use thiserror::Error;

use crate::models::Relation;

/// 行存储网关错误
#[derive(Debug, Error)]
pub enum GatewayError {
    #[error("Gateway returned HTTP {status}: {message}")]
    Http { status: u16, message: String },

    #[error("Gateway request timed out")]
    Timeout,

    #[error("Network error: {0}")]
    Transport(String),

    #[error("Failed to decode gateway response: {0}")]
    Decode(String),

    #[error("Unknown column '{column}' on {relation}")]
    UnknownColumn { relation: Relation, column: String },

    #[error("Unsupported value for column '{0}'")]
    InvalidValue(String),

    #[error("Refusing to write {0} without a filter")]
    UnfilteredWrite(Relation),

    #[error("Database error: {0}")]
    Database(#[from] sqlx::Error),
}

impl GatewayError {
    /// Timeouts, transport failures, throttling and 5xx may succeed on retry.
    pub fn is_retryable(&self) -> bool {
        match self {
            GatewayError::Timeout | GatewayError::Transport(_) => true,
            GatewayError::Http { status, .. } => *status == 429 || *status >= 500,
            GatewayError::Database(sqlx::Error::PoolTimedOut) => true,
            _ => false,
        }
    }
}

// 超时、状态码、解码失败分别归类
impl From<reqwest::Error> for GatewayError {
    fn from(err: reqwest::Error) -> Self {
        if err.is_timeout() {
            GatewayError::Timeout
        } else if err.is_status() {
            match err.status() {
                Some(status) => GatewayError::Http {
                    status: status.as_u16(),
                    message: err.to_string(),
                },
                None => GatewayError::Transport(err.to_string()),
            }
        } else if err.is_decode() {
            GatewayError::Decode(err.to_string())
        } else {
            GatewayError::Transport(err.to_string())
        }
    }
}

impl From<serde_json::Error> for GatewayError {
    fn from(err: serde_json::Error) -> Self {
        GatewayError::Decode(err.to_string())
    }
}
_ _ _
> [Task requirements]: A single number is the answer: how many lines of the material contain "sqlx"?

> [Answer box]: 2